→ **PROBLEM**:
If a line below includes the string "validated", copy it.

→ **EXERCISE DATA**:
◆ ◆ ◆ ◆ ◆
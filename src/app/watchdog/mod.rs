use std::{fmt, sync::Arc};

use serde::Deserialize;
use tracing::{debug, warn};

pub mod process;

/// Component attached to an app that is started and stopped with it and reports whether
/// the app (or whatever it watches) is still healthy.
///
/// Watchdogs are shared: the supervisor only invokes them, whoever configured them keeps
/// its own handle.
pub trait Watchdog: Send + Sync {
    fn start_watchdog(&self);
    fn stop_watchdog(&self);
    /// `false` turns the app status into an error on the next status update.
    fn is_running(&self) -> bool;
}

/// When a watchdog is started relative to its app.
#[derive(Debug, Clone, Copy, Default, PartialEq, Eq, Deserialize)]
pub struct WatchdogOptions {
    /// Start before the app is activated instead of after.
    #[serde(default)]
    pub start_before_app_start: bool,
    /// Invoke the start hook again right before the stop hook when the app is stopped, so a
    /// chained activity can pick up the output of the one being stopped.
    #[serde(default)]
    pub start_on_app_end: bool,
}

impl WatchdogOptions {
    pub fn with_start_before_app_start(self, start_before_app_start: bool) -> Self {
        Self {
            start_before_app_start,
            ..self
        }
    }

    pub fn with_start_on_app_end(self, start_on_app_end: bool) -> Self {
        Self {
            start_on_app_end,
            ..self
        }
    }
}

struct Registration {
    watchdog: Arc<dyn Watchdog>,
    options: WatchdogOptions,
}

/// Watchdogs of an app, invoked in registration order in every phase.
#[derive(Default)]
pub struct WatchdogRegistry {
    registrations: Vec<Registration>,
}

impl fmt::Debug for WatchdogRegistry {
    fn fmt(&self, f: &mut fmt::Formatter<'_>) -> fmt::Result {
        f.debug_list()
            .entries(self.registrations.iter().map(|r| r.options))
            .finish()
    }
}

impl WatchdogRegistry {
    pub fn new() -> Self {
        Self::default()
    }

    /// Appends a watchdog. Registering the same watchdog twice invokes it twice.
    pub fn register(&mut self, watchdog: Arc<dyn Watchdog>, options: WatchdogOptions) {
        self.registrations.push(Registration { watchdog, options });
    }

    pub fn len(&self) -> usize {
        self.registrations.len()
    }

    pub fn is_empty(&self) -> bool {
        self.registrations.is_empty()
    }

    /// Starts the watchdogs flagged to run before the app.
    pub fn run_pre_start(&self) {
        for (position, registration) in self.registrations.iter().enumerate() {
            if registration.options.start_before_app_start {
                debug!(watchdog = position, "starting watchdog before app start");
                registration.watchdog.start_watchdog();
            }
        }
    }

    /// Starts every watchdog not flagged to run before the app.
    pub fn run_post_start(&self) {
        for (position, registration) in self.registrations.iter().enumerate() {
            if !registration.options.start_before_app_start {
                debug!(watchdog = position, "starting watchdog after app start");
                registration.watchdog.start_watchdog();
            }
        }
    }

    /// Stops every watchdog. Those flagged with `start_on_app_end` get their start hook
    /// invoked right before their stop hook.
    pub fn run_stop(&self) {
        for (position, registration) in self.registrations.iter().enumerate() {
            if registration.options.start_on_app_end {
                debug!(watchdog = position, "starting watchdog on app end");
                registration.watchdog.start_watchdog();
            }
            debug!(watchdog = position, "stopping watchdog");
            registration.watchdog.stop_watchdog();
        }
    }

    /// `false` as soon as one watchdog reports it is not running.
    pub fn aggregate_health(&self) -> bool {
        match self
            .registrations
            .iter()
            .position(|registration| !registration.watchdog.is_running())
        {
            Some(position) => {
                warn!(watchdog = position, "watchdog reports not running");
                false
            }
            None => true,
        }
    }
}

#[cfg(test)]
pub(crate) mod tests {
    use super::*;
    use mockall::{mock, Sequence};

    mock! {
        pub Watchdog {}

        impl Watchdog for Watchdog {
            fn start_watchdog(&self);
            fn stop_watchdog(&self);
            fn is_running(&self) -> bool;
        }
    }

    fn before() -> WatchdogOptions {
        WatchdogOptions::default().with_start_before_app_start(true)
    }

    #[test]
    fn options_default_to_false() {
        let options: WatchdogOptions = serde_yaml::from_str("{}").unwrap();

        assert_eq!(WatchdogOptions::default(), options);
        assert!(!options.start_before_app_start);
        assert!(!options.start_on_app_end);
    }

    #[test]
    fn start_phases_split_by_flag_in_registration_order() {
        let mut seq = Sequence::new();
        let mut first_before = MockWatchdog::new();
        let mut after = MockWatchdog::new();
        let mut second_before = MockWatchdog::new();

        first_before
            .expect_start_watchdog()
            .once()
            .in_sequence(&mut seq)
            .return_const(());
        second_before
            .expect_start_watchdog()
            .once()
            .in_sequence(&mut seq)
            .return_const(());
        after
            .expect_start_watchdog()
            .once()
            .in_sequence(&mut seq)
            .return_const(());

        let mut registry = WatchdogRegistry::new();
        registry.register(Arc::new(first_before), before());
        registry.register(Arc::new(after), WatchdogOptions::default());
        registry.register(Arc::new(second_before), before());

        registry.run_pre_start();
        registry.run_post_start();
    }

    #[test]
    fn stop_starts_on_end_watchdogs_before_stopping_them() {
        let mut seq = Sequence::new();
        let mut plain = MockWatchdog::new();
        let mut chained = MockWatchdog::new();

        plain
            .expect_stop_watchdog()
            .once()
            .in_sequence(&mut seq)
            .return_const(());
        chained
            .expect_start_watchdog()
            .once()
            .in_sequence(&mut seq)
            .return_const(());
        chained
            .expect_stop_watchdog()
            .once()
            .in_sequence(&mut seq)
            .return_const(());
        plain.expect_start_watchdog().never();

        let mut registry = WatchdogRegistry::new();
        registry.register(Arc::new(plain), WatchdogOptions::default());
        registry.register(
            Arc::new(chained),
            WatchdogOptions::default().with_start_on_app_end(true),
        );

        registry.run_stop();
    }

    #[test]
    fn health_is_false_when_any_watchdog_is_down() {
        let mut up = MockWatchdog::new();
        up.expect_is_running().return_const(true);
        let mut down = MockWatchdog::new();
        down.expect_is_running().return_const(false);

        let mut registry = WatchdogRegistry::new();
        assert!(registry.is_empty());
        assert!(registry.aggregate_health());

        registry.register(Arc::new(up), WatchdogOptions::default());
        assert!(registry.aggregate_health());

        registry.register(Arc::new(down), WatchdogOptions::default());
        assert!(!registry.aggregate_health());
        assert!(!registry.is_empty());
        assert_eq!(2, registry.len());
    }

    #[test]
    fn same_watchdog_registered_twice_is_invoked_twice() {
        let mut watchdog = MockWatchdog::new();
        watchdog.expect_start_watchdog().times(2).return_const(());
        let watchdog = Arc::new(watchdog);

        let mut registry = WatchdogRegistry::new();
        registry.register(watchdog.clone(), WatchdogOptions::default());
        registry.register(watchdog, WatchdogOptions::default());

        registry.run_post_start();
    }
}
◆ ◆ ◆ ◆ ◆
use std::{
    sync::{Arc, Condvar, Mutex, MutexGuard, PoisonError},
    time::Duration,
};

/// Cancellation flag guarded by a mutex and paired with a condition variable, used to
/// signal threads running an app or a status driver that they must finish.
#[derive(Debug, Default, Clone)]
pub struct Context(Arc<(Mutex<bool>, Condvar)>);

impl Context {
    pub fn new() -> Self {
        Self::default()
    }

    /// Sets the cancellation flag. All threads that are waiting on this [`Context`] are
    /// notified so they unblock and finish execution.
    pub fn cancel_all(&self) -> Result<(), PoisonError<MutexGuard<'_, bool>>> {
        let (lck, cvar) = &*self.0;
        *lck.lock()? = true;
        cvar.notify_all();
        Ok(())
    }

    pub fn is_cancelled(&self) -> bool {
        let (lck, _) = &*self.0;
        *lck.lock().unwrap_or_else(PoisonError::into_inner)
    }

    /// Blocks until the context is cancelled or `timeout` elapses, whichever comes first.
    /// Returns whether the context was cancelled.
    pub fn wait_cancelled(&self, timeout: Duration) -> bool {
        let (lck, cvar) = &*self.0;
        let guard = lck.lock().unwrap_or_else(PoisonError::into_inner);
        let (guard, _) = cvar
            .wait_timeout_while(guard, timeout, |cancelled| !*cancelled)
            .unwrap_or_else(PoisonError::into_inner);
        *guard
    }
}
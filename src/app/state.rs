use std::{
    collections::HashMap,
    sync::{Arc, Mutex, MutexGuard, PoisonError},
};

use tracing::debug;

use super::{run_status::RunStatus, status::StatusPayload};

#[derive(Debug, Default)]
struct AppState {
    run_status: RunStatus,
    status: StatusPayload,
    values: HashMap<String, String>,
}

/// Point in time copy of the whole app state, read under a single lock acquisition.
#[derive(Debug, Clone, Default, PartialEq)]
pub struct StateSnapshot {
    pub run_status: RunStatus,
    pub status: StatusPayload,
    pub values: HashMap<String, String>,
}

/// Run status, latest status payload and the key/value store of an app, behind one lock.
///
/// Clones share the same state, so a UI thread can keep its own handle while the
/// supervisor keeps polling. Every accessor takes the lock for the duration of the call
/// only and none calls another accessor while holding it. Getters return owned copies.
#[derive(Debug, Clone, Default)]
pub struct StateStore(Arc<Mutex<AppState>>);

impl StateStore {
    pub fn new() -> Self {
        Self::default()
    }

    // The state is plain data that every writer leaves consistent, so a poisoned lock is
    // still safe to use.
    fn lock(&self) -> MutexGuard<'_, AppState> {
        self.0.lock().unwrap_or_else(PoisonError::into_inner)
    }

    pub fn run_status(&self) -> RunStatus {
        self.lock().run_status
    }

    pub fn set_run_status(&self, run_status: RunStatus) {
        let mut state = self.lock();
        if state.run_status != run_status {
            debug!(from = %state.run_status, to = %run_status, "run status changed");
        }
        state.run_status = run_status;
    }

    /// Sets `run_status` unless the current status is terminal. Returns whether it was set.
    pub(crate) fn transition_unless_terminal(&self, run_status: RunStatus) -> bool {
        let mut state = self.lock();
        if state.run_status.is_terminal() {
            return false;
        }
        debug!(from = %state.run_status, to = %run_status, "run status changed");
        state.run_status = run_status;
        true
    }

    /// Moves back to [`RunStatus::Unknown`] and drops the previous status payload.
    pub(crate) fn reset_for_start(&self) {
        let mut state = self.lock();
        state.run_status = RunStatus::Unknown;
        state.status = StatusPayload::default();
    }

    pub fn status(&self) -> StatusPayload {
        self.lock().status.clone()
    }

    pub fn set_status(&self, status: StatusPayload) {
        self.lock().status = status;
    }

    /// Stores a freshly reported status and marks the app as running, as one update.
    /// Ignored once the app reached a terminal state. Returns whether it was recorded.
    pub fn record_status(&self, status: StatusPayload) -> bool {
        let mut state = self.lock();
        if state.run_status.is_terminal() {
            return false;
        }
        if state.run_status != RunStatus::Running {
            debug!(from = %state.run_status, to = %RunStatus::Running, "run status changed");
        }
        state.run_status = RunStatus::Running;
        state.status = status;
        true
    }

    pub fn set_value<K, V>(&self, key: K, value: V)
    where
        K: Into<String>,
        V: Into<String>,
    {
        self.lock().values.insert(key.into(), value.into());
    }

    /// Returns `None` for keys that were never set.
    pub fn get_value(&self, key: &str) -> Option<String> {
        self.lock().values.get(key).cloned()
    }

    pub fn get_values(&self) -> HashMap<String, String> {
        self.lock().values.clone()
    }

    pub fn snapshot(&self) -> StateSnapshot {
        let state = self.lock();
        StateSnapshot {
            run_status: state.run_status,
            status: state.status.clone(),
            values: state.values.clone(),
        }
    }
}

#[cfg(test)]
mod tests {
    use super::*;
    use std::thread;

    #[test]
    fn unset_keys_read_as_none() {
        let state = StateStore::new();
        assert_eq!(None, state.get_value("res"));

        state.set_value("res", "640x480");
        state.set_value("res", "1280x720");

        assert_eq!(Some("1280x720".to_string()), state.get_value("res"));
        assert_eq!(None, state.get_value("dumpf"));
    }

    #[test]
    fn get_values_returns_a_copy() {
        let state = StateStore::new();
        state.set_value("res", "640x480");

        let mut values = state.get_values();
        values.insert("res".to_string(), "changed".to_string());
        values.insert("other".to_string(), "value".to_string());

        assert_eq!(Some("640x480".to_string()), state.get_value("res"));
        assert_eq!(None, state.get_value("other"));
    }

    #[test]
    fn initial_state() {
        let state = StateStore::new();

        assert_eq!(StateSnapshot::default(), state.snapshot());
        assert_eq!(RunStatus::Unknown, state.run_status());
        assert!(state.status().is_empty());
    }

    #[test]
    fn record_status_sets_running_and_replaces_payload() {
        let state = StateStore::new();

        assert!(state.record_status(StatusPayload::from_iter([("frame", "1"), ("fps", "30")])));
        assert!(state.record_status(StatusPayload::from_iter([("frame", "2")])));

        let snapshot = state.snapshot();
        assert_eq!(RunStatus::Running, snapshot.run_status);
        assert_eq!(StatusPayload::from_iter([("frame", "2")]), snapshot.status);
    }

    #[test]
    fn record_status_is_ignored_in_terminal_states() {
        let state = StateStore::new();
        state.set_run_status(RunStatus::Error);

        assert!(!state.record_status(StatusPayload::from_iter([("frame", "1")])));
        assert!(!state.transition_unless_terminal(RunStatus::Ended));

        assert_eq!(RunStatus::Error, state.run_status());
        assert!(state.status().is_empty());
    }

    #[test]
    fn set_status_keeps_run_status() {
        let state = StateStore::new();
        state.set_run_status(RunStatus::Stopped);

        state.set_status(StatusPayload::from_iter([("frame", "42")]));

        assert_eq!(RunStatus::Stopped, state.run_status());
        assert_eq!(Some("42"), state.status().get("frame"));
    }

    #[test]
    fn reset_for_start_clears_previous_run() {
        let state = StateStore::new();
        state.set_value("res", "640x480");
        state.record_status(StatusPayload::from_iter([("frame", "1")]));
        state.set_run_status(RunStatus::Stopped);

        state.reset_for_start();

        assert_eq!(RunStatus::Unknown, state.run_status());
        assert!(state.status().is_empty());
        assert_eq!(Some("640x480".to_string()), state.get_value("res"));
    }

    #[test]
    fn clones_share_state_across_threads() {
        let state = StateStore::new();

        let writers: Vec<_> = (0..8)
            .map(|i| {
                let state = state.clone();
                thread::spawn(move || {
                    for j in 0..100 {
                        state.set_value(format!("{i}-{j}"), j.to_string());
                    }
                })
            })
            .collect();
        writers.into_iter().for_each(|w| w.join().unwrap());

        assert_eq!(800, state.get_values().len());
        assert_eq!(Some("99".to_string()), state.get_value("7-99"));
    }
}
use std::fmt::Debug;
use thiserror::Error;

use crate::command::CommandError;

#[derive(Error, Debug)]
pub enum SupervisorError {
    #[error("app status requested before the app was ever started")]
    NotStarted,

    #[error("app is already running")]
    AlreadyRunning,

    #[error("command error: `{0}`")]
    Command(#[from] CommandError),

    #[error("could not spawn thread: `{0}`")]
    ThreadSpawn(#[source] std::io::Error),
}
◆ ◆ ◆ ◆ ◆
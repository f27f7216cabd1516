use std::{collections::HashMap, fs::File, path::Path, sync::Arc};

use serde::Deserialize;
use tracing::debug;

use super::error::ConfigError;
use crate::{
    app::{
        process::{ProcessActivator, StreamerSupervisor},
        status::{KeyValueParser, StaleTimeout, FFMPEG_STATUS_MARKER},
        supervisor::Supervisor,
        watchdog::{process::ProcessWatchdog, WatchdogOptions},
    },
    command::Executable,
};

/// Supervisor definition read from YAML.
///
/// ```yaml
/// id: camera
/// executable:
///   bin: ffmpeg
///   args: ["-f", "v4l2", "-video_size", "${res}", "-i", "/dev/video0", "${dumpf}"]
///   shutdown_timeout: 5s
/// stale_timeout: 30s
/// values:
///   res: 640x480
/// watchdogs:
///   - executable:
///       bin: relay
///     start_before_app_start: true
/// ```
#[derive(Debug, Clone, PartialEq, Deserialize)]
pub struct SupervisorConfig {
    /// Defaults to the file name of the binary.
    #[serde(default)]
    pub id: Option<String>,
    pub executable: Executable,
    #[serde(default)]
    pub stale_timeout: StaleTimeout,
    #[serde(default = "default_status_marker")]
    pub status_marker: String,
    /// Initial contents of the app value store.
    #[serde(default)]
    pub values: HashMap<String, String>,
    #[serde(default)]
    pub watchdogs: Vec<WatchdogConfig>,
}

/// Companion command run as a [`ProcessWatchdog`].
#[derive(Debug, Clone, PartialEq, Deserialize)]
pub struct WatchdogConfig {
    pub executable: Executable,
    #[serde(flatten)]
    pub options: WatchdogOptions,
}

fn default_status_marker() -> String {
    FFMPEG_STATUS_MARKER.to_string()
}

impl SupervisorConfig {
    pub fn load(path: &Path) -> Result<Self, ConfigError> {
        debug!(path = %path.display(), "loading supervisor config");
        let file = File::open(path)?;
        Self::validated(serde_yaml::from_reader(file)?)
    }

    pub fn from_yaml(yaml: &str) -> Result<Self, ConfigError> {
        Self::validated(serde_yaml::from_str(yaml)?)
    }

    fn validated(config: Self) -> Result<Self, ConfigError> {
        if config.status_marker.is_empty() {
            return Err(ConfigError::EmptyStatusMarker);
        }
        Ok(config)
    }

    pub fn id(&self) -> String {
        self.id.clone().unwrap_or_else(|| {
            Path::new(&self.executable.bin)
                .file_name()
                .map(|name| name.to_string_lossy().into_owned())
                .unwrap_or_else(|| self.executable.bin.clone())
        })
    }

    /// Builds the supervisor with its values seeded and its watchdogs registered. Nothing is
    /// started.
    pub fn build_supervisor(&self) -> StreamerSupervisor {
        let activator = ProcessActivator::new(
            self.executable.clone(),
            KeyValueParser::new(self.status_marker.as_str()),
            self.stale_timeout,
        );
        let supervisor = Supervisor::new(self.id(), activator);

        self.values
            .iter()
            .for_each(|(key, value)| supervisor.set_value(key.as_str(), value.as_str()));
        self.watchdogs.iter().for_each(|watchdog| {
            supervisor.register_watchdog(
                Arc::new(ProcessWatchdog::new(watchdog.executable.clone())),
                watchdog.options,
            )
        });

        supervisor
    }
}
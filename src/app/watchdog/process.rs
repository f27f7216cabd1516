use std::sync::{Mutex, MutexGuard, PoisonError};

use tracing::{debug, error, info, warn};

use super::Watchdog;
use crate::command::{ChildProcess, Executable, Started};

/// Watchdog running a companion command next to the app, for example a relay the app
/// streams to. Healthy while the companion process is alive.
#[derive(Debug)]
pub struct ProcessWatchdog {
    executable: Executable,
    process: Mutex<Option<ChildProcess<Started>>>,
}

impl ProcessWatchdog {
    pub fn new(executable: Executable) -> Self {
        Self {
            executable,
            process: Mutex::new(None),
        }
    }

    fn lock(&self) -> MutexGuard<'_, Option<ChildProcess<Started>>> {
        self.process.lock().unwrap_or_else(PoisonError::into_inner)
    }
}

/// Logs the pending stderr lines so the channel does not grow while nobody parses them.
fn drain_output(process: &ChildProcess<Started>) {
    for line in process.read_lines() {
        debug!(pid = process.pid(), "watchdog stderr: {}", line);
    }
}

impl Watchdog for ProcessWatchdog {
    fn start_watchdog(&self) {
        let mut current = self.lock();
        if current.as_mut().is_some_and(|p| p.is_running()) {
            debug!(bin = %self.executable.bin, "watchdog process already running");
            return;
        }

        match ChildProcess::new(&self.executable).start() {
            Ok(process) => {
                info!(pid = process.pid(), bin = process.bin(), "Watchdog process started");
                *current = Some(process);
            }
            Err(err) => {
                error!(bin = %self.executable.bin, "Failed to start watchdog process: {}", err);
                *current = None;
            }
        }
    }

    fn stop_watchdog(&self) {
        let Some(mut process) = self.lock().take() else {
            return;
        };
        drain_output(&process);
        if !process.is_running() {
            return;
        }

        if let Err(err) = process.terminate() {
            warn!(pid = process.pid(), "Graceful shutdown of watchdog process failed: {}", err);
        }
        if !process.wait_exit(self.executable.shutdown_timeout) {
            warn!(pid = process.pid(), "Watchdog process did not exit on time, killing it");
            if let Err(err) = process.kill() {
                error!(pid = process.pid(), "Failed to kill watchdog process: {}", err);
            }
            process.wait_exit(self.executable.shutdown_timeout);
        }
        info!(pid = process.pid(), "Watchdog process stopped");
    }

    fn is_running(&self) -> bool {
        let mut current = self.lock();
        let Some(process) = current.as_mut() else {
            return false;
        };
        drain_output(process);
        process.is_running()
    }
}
◆ ◆ ◆ ◆ ◆
→ **RESULT FOR THIS EXERCISE**:
        Self::validated(serde_yaml::from_reader(file)?)
        Self::validated(serde_yaml::from_str(yaml)?)
    fn validated(config: Self) -> Result<Self, ConfigError> {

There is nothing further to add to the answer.